Kindness, you've learned, is like bones thrown at a stray dog, do a trick and get a treat, done only when convenient. Kindness doesn't open the door at night, doesn't open a home, doesn't make for a bed and a place by the hearth. Kindness binds no one to nothing, and kindness dries up quick, if one stops begging for scraps and starts demanding love instead. Kindness is useful, helpful, and ultimately kindness is not enough, and you've always been a greedy thing.

You take what he has to give and you learn what he has to teach and you keep yourself to yourself and offer only smiling lies and laughter.

He calls you boy, like the captain calls you boy, like Cristóbal does, like Alonsico.

You like it.




---




You're not sure you know what a boy is anymore. What a girl is. What you are.

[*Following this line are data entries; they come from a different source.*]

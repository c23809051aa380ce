pub(crate) mod attendance;
pub(crate) mod classroom_import;
pub(crate) mod grades;
pub(crate) mod normalize;
pub(crate) mod progress;
pub(crate) mod schedule;

use thiserror::Error;
use validator::Validate;

use crate::core::config::Settings;
use crate::store::models::{AppData, Group};

/// Configuration problems are caught before any network call; transport
/// problems are terminal for the invocation. Identity-matching misses are
/// neither: they become progress-log lines and processing continues.
#[derive(Debug, Error)]
pub(crate) enum SyncError {
    #[error("{0}")]
    Config(String),
    #[error("transición inválida de {from} a {to}")]
    InvalidTransition { from: &'static str, to: &'static str },
    #[error(transparent)]
    Transport(#[from] anyhow::Error),
}

#[derive(Debug, Validate)]
pub(crate) struct BackendTarget {
    #[validate(length(min = 1))]
    pub(crate) endpoint: String,
    #[validate(length(min = 1))]
    pub(crate) api_key: String,
    #[validate(length(min = 1))]
    pub(crate) professor_name: String,
}

impl BackendTarget {
    pub(crate) fn from_settings(settings: &Settings) -> Result<Self, SyncError> {
        let target = Self {
            endpoint: settings.backend().endpoint.clone(),
            api_key: settings.backend().api_key.clone(),
            professor_name: settings.backend().professor_name.clone(),
        };

        if target.validate().is_err() {
            return Err(SyncError::Config(
                "Configura la dirección del servidor, la clave de API y el nombre del profesor \
                 antes de sincronizar."
                    .to_string(),
            ));
        }

        Ok(target)
    }
}

/// Groups whose tutor of record matches the given professor by normalized
/// name.
pub(crate) fn tutored_groups<'a>(data: &'a AppData, professor_name: &str) -> Vec<&'a Group> {
    data.groups
        .iter()
        .filter(|group| {
            group
                .tutor_name
                .as_deref()
                .is_some_and(|tutor| normalize::names_match(tutor, professor_name))
        })
        .collect()
}
#[cfg(test)]
mod tests {
    use super::*;
    use anyhow::Result;
    use async_trait::async_trait;
    use std::collections::HashSet;

    use crate::schemas::classroom::{
        ProfileName, RosterStudent, StudentProfile, StudentSubmission,
    };
    use crate::store::models::{EvaluationKind, Student};

    struct FakeApi {
        courses: Vec<Course>,
        course_work: Vec<CourseWork>,
        submissions: HashMap<String, Vec<StudentSubmission>>,
        roster: Vec<RosterStudent>,
        failing_work: HashSet<String>,
    }

    impl Default for FakeApi {
        fn default() -> Self {
            Self {
                courses: Vec::new(),
                course_work: Vec::new(),
                submissions: HashMap::new(),
                roster: Vec::new(),
                failing_work: HashSet::new(),
            }
        }
    }

    #[async_trait]
    impl ClassroomApi for FakeApi {
        async fn list_courses(&self, _token: &str) -> Result<Vec<Course>> {
            Ok(self.courses.clone())
        }

        async fn list_course_work(
            &self,
            _token: &str,
            _course_id: &str,
        ) -> Result<Vec<CourseWork>> {
            Ok(self.course_work.clone())
        }

        async fn list_submissions(
            &self,
            _token: &str,
            _course_id: &str,
            course_work_id: &str,
        ) -> Result<Vec<StudentSubmission>> {
            if self.failing_work.contains(course_work_id) {
                anyhow::bail!("connection reset");
            }
            Ok(self.submissions.get(course_work_id).cloned().unwrap_or_default())
        }

        async fn list_students(
            &self,
            _token: &str,
            _course_id: &str,
        ) -> Result<Vec<RosterStudent>> {
            Ok(self.roster.clone())
        }
    }

    fn course(id: &str, name: &str) -> Course {
        Course { id: id.to_string(), name: name.to_string(), section: None }
    }

    fn course_work(id: &str, title: &str, max_points: Option<f64>) -> CourseWork {
        CourseWork { id: id.to_string(), title: title.to_string(), max_points }
    }

    fn submission(user_id: &str, assigned_grade: Option<f64>) -> StudentSubmission {
        StudentSubmission {
            id: format!("sub-{user_id}"),
            user_id: user_id.to_string(),
            assigned_grade,
        }
    }

    fn roster_student(user_id: &str, full_name: &str) -> RosterStudent {
        RosterStudent {
            user_id: user_id.to_string(),
            profile: StudentProfile {
                name: Some(ProfileName { full_name: full_name.to_string() }),
            },
        }
    }

    fn target_group() -> Group {
        Group {
            id: "g1".to_string(),
            name: "3A - Química".to_string(),
            subject: "Química".to_string(),
            color: String::new(),
            tutor_name: None,
            students: vec![Student {
                id: "s1".to_string(),
                name: "Ana María López".to_string(),
                enrollment_id: None,
                repeating: false,
            }],
            class_days: Vec::new(),
            evaluation_kinds: vec![EvaluationKind {
                id: "k1".to_string(),
                name: "Evaluación".to_string(),
                weight: 100.0,
                partial: 1,
            }],
            evaluations: Vec::new(),
        }
    }

    #[test]
    fn entry_state_depends_on_oauth_configuration() {
        assert!(matches!(
            ImportSession::new(target_group(), false).state(),
            ImportState::Unconfigured
        ));
        assert!(matches!(
            ImportSession::new(target_group(), true).state(),
            ImportState::AwaitingLogin
        ));
    }

    #[tokio::test]
    async fn out_of_order_transitions_are_rejected() {
        let api = FakeApi::default();
        let mut session = ImportSession::new(target_group(), false);
        assert!(matches!(
            session.sign_in(&api, "tok").await,
            Err(SyncError::InvalidTransition { .. })
        ));

        let mut session = ImportSession::new(target_group(), true);
        assert!(matches!(
            session.import(&api, "tok", &[0]).await,
            Err(SyncError::InvalidTransition { .. })
        ));
        assert!(matches!(
            session.choose_course(&api, "tok", 0).await,
            Err(SyncError::InvalidTransition { .. })
        ));
    }

    #[tokio::test]
    async fn sign_in_preselects_course_by_name_containment() {
        let api = FakeApi {
            courses: vec![course("c1", "Matemáticas 2B"), course("c2", "QUIMICA 3a")],
            ..FakeApi::default()
        };
        let mut session = ImportSession::new(target_group(), true);
        session.sign_in(&api, "tok").await.unwrap();

        match session.state() {
            ImportState::CourseSelection { courses, preselected } => {
                assert_eq!(courses.len(), 2);
                assert_eq!(*preselected, Some(1));
            }
            other => panic!("unexpected state {}", other.name()),
        }
    }

    #[tokio::test]
    async fn import_creates_evaluation_and_grade_actions() {
        let mut submissions = HashMap::new();
        submissions.insert(
            "w1".to_string(),
            vec![submission("u1", Some(8.0)), submission("u2", None)],
        );
        let api = FakeApi {
            courses: vec![course("c1", "Química 3A")],
            course_work: vec![course_work("w1", "Práctica 1", None)],
            submissions,
            roster: vec![roster_student("u1", "ana maria lopez")],
            ..FakeApi::default()
        };

        let mut session = ImportSession::new(target_group(), true);
        session.sign_in(&api, "tok").await.unwrap();
        session.choose_course(&api, "tok", 0).await.unwrap();
        session.import(&api, "tok", &[0]).await.unwrap();

        assert!(matches!(session.state(), ImportState::Done));
        let actions = session.take_actions();
        assert_eq!(actions.len(), 2);

        let Action::AddEvaluation { evaluation, .. } = &actions[0] else {
            panic!("expected AddEvaluation, got {:?}", actions[0]);
        };
        assert_eq!(evaluation.name, "Práctica 1");
        assert_eq!(evaluation.max_score, DEFAULT_MAX_SCORE);
        assert_eq!(evaluation.partial, 1);
        assert_eq!(evaluation.kind_id, "k1");

        let Action::SetGrade { student_id, score, .. } = &actions[1] else {
            panic!("expected SetGrade, got {:?}", actions[1]);
        };
        assert_eq!(student_id, "s1");
        assert_eq!(*score, 8.0);

        assert!(session
            .log()
            .lines()
            .iter()
            .any(|line| line.contains("1 calificaciones importadas")));
    }

    #[tokio::test]
    async fn existing_evaluation_title_is_reused_not_duplicated() {
        let mut submissions = HashMap::new();
        submissions.insert("w1".to_string(), vec![submission("u1", Some(9.0))]);
        let api = FakeApi {
            courses: vec![course("c1", "Química 3A")],
            course_work: vec![course_work("w1", "Práctica 1", Some(20.0))],
            submissions,
            roster: vec![roster_student("u1", "Ana María López")],
            ..FakeApi::default()
        };

        let mut group = target_group();
        group.evaluations.push(Evaluation {
            id: "e-existing".to_string(),
            name: "Práctica 1".to_string(),
            max_score: 20.0,
            partial: 1,
            kind_id: "k1".to_string(),
        });

        let mut session = ImportSession::new(group, true);
        session.sign_in(&api, "tok").await.unwrap();
        session.choose_course(&api, "tok", 0).await.unwrap();
        session.import(&api, "tok", &[0]).await.unwrap();

        let actions = session.take_actions();
        assert_eq!(actions.len(), 1);
        let Action::SetGrade { evaluation_id, .. } = &actions[0] else {
            panic!("expected SetGrade, got {:?}", actions[0]);
        };
        assert_eq!(evaluation_id, "e-existing");
    }

    #[tokio::test]
    async fn unmatched_profile_names_produce_no_grades() {
        let mut submissions = HashMap::new();
        submissions.insert("w1".to_string(), vec![submission("u1", Some(7.0))]);
        let api = FakeApi {
            courses: vec![course("c1", "Química 3A")],
            course_work: vec![course_work("w1", "Práctica 1", None)],
            submissions,
            roster: vec![roster_student("u1", "Alguien Más")],
            ..FakeApi::default()
        };

        let mut session = ImportSession::new(target_group(), true);
        session.sign_in(&api, "tok").await.unwrap();
        session.choose_course(&api, "tok", 0).await.unwrap();
        session.import(&api, "tok", &[0]).await.unwrap();

        let actions = session.take_actions();
        assert_eq!(actions.len(), 1, "only the evaluation creation is expected");
        assert!(matches!(actions[0], Action::AddEvaluation { .. }));
        assert!(session
            .log()
            .lines()
            .iter()
            .any(|line| line.contains("0 calificaciones importadas, 1 entregas sin coincidencia")));
    }

    #[tokio::test]
    async fn failing_assignment_aborts_only_that_step() {
        let mut submissions = HashMap::new();
        submissions.insert("w2".to_string(), vec![submission("u1", Some(6.0))]);
        let mut failing_work = HashSet::new();
        failing_work.insert("w1".to_string());
        let api = FakeApi {
            courses: vec![course("c1", "Química 3A")],
            course_work: vec![
                course_work("w1", "Práctica 1", None),
                course_work("w2", "Práctica 2", None),
            ],
            submissions,
            roster: vec![roster_student("u1", "Ana María López")],
            failing_work,
        };

        let mut session = ImportSession::new(target_group(), true);
        session.sign_in(&api, "tok").await.unwrap();
        session.choose_course(&api, "tok", 0).await.unwrap();
        session.import(&api, "tok", &[0, 1]).await.unwrap();

        assert!(matches!(session.state(), ImportState::Done));
        assert!(session
            .log()
            .lines()
            .iter()
            .any(|line| line.contains("error al obtener entregas")));

        let actions = session.take_actions();
        let grades: Vec<_> =
            actions.iter().filter(|action| matches!(action, Action::SetGrade { .. })).collect();
        assert_eq!(grades.len(), 1);
    }
}
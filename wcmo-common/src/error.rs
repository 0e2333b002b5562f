//! Common error types for WCMO

use thiserror::Error;

/// Common result type for WCMO operations
pub type Result<T> = std::result::Result<T, Error>;

/// Common error types across WCMO tools
#[derive(Error, Debug)]
pub enum Error {
    /// I/O operation error (wraps std::io::Error)
    #[error("IO error: {0}")]
    Io(#[from] std::io::Error),

    /// Configuration loading or validation error
    #[error("Configuration error: {0}")]
    Config(String),

    /// Requested resource not found
    #[error("Not found: {0}")]
    NotFound(String),

    /// Invalid user input or request parameter
    #[error("Invalid input: {0}")]
    InvalidInput(String),

    /// Internal error
    #[error("Internal error: {0}")]
    Internal(String),
}
//! Batch orchestration
//!
//! One run over a library subtree: scan, analyze every file in parallel,
//! aggregate once the corpus is fully seen, and assemble the BatchReport.
//! Per-file work shares no mutable state, so rayon may schedule it in any
//! order; the aggregation itself is order-independent.

use std::path::{Path, PathBuf};
use std::sync::atomic::{AtomicBool, Ordering};
use std::time::Instant;

use chrono::Utc;
use rayon::prelude::*;

use wcmo_common::Result;

use crate::config::AnalyzerParams;
use crate::report;
use crate::services::file_scanner::FileScanner;
use crate::services::{aggregator, placement_verifier, recommendation, signal_extractor};
use crate::taxonomy::Registry;
use crate::types::{BatchReport, FileAnalysis, FileRecord, MediaKind};

/// Run one complete analysis batch
///
/// The cancel flag stops scheduling of not-yet-started files; analyses
/// already computed stay in the report and the unprocessed remainder is
/// counted as skipped. Unreadable files are skipped and counted by the
/// scanner — the batch itself never fails on a bad file.
pub fn run(
    root: &Path,
    registry: &Registry,
    params: &AnalyzerParams,
    cancel: &AtomicBool,
) -> Result<BatchReport> {
    let started = Instant::now();

    let scanner = FileScanner::new(params.max_depth);
    let scan = scanner.scan(root)?;
    let files_seen = scan.files.len();

    tracing::info!(
        files = files_seen,
        skipped = scan.skipped,
        "Scan complete, analyzing"
    );

    let analyses: Vec<Option<FileAnalysis>> = scan
        .files
        .par_iter()
        .map(|path| {
            if cancel.load(Ordering::Relaxed) {
                return None;
            }
            Some(analyze_file(root, path, registry, params))
        })
        .collect();

    let cancelled = analyses.iter().filter(|a| a.is_none()).count();
    if cancelled > 0 {
        tracing::warn!(cancelled, "Batch cancelled before completion");
    }
    let analyses: Vec<FileAnalysis> = analyses.into_iter().flatten().collect();

    // Single serialization point: proposals only materialize over the
    // complete analysis set
    let proposals = aggregator::collect_proposals(&analyses, registry, params);
    let collection_stats = aggregator::collect_stats(&analyses, params);
    let review_queue = report::build_review_queue(&analyses);
    let action_counts = report::count_actions(&analyses);

    let report = BatchReport {
        generated_at: Utc::now(),
        root: root.to_path_buf(),
        registry_version: registry.version().to_string(),
        files_seen,
        files_analyzed: analyses.len(),
        files_skipped: scan.skipped + cancelled,
        elapsed_seconds: started.elapsed().as_secs_f64(),
        action_counts,
        recommendations: analyses
            .iter()
            .map(|a| a.recommendation.clone())
            .collect(),
        proposals,
        collection_stats,
        review_queue,
    };

    tracing::info!(
        analyzed = report.files_analyzed,
        skipped = report.files_skipped,
        proposals = report.proposals.len(),
        review = report.review_queue.len(),
        "Batch complete in {:.2}s",
        report.elapsed_seconds
    );

    Ok(report)
}

/// Analyze one file: record -> signals -> verdict -> recommendation
fn analyze_file(
    root: &Path,
    path: &Path,
    registry: &Registry,
    params: &AnalyzerParams,
) -> FileAnalysis {
    let record = build_record(root, path, registry, params);
    let signals = signal_extractor::extract(&record, registry, params);
    let verdict = placement_verifier::verify(&record, &signals, registry);
    let recommendation =
        recommendation::synthesize(&record, &signals, &verdict, registry, params);

    FileAnalysis {
        record,
        signals,
        verdict,
        recommendation,
    }
}

/// Build the immutable FileRecord for one scanned path
fn build_record(
    root: &Path,
    path: &Path,
    registry: &Registry,
    params: &AnalyzerParams,
) -> FileRecord {
    let relative_path: PathBuf = path
        .strip_prefix(root)
        .map(Path::to_path_buf)
        .unwrap_or_else(|_| path.to_path_buf());

    let filename = relative_path
        .file_name()
        .map(|s| s.to_string_lossy().into_owned())
        .unwrap_or_default();

    let kind = relative_path
        .extension()
        .and_then(|ext| MediaKind::from_extension(&ext.to_string_lossy().to_lowercase()))
        .unwrap_or(MediaKind::Image);

    let mut record = FileRecord {
        absolute_path: path.to_path_buf(),
        relative_path,
        filename,
        current_collection: String::new(),
        kind,
    };

    let segments = signal_extractor::path_segments(&record);
    record.current_collection = placement_verifier::resolve_collection(&segments, registry, params);
    record
}
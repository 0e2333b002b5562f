//! Configuration loading and library root resolution

use crate::{Error, Result};
use serde::{Deserialize, Serialize};
use std::path::{Path, PathBuf};

/// Logging configuration section of the TOML config file
#[derive(Debug, Clone, Serialize, Deserialize)]
pub struct LoggingConfig {
    /// Log level filter ("error", "warn", "info", "debug", "trace")
    pub level: String,
}

impl Default for LoggingConfig {
    fn default() -> Self {
        Self {
            level: "info".to_string(),
        }
    }
}

/// TOML configuration file contents (`~/.config/wcmo/config.toml`)
#[derive(Debug, Clone, Default, Serialize, Deserialize)]
pub struct TomlConfig {
    /// Media library root folder
    pub library_root: Option<String>,
    /// Output directory for generated reports
    pub output_dir: Option<String>,
    /// Path to the taxonomy registry file
    pub taxonomy_path: Option<String>,
    /// Logging configuration
    #[serde(default)]
    pub logging: LoggingConfig,
}

impl TomlConfig {
    /// Parse a TOML config document
    pub fn from_str(content: &str) -> Result<Self> {
        toml::from_str(content).map_err(|e| Error::Config(format!("Parse TOML failed: {}", e)))
    }

    /// Load config from a specific file path
    pub fn load(path: &Path) -> Result<Self> {
        let content = std::fs::read_to_string(path)
            .map_err(|e| Error::Config(format!("Read {} failed: {}", path.display(), e)))?;
        Self::from_str(&content)
    }

    /// Load config from the default platform location, if present
    pub fn load_default() -> Option<Self> {
        let path = default_config_path()?;
        if !path.exists() {
            return None;
        }
        match Self::load(&path) {
            Ok(config) => Some(config),
            Err(e) => {
                tracing::warn!("Ignoring unreadable config {}: {}", path.display(), e);
                None
            }
        }
    }
}

/// Default configuration file path for the platform
pub fn default_config_path() -> Option<PathBuf> {
    dirs::config_dir().map(|d| d.join("wcmo").join("config.toml"))
}

/// Library root resolution priority order:
/// 1. Command-line argument (highest priority)
/// 2. Environment variable
/// 3. TOML config file
/// 4. OS-dependent compiled default (fallback)
pub fn resolve_library_root(
    cli_arg: Option<&str>,
    env_var_name: &str,
    config: Option<&TomlConfig>,
) -> PathBuf {
    // Priority 1: Command-line argument
    if let Some(path) = cli_arg {
        return PathBuf::from(path);
    }

    // Priority 2: Environment variable
    if let Ok(path) = std::env::var(env_var_name) {
        if !path.trim().is_empty() {
            return PathBuf::from(path);
        }
    }

    // Priority 3: TOML config file
    if let Some(root) = config.and_then(|c| c.library_root.as_deref()) {
        return PathBuf::from(root);
    }

    // Priority 4: OS-dependent compiled default
    default_library_root()
}

/// OS-dependent default library root
fn default_library_root() -> PathBuf {
    dirs::picture_dir()
        .or_else(dirs::home_dir)
        .map(|d| d.join("carvings"))
        .unwrap_or_else(|| PathBuf::from("./carvings"))
}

All you know is kindness's lies and want's truth and a thousand flickers of things:


You know you like the feeling of your skirts when you wore them, the swish of the fabric at the back of your legs. You miss them, even, despite trousers being more practical when it comes to climbing the rigging.

You know you like boy and he and Mendoza, and for all that Mayor is fine, the thought of being a she again is like razors under your skin.

You know you like the way the work put strength to your shoulders and arms.

You know you have Alonsico to bother and Cristóbal to ignore and Juan to make use of, the captain to pay you and the cook to feed you and all the crew to be your world. You know you have sweat on your palms drying like blood, fear in your stomach and a meal every day. You know you have yourself, and your wits, and all the strength and skill you've gained, and you know you'll be alright.

There's a dead boy lying naked in a street in Valencia, there's a girl who went missing and who never was one, there's you sitting in the rigging in stolen clothes, and you're going to be alright.

You've got your whole life to figure it out.